# EXERCISE DETAILS:
Keep only the lines of the data below that contain "struct", and copy them.

Saved data entries
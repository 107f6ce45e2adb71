// SPDX-License-Identifier: BUSL-1.1
// Copyright (c) 2026 Alfred Jean LLC

//! Simulated potentiometer

use super::{AdcChannel, AdcError, ADC_MAX};
use std::sync::{Arc, Mutex};

#[derive(Debug)]
struct SweepState {
    value: u16,
    rising: bool,
}

/// ADC channel that sweeps a triangle wave over the full 12-bit range.
///
/// Each read returns the current value and then moves it by `step`,
/// bouncing off 0 and `ADC_MAX`.
#[derive(Clone, Debug)]
pub struct SweepAdc {
    channel: u8,
    step: u16,
    state: Arc<Mutex<SweepState>>,
}

impl SweepAdc {
    pub fn new(channel: u8, step: u16) -> Self {
        Self {
            channel,
            step: step.max(1),
            state: Arc::new(Mutex::new(SweepState {
                value: 0,
                rising: true,
            })),
        }
    }
}

impl AdcChannel for SweepAdc {
    fn channel(&self) -> u8 {
        self.channel
    }

    fn read_raw(&self) -> Result<u16, AdcError> {
        let mut state = self.state.lock().unwrap_or_else(|e| e.into_inner());
        let sample = state.value;

        if state.rising {
            let next = state.value.saturating_add(self.step);
            if next >= ADC_MAX {
                state.value = ADC_MAX;
                state.rising = false;
            } else {
                state.value = next;
            }
        } else {
            let next = state.value.saturating_sub(self.step);
            if next == 0 {
                state.rising = true;
            }
            state.value = next;
        }

        Ok(sample)
    }
}

#[cfg(test)]
#[path = "sweep_tests.rs"]
mod tests;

# EXERCISE RESULT:
struct SweepState {
pub struct SweepAdc {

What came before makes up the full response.